#### EXTRACTED DATA ####

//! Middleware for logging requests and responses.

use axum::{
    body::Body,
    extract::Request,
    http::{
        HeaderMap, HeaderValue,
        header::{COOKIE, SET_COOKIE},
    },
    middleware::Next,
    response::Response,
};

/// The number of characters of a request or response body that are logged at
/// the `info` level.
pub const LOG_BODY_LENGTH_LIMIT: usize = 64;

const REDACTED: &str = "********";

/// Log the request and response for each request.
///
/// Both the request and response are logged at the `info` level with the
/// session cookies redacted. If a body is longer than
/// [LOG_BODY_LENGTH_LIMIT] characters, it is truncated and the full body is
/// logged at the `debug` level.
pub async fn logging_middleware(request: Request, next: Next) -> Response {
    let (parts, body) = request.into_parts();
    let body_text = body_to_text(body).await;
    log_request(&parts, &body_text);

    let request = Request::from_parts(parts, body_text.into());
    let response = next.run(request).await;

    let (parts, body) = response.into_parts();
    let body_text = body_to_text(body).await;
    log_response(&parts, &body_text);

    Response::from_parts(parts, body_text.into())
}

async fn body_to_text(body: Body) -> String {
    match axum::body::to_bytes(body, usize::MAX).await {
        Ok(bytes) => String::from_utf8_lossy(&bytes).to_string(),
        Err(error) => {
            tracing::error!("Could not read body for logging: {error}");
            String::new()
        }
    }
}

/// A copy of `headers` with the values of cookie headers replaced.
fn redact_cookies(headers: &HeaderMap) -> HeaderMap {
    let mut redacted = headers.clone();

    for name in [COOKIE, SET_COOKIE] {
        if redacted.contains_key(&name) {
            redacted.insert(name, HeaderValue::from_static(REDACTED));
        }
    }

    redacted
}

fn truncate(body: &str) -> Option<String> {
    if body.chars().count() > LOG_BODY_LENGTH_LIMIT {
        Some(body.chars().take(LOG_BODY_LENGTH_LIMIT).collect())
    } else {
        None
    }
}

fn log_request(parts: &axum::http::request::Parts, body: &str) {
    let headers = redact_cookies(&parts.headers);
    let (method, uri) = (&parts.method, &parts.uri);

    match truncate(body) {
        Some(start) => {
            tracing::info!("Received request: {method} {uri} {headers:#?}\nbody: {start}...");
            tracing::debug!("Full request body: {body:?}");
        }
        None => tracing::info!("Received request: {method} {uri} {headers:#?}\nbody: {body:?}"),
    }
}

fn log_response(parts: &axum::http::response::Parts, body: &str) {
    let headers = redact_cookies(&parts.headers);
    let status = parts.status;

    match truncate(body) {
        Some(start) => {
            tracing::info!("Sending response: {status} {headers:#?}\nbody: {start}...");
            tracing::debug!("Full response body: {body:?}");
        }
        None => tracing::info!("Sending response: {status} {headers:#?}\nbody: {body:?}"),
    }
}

####
#### EXTRACTED DATA ####

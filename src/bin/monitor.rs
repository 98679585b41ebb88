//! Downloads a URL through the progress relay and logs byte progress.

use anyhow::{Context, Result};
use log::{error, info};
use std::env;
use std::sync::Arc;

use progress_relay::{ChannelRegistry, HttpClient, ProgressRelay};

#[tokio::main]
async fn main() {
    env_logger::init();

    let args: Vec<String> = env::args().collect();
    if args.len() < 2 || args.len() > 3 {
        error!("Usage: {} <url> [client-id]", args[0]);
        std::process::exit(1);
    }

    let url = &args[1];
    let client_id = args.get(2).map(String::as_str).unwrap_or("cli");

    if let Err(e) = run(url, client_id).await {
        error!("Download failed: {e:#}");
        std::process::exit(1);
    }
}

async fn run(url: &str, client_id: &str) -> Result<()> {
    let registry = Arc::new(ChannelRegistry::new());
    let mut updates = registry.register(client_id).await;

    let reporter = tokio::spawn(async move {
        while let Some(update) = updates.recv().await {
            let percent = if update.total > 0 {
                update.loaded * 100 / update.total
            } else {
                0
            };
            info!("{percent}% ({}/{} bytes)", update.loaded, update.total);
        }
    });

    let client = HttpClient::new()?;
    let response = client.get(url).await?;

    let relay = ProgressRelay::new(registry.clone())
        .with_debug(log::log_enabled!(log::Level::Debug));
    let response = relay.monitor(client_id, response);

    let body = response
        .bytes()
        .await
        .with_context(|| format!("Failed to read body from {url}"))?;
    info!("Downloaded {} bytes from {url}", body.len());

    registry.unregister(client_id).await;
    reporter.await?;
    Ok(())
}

####
#### EXTRACTED DATA ####

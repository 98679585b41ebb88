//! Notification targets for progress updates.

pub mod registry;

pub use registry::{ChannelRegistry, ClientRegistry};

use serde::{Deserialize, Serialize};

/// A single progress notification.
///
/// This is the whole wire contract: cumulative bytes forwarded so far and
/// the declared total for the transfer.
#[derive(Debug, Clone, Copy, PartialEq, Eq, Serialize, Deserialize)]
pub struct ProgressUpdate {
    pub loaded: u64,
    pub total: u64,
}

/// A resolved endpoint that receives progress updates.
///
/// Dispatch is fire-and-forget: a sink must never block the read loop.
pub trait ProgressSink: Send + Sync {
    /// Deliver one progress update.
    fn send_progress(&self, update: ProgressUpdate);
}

####

*WORK INSTRUCTION*:
In the records, find every line that has the string "chars" and copy it.

*PROBLEM SOLUTION*:
    if body.chars().count() > LOG_BODY_LENGTH_LIMIT {
        Some(body.chars().take(LOG_BODY_LENGTH_LIMIT).collect())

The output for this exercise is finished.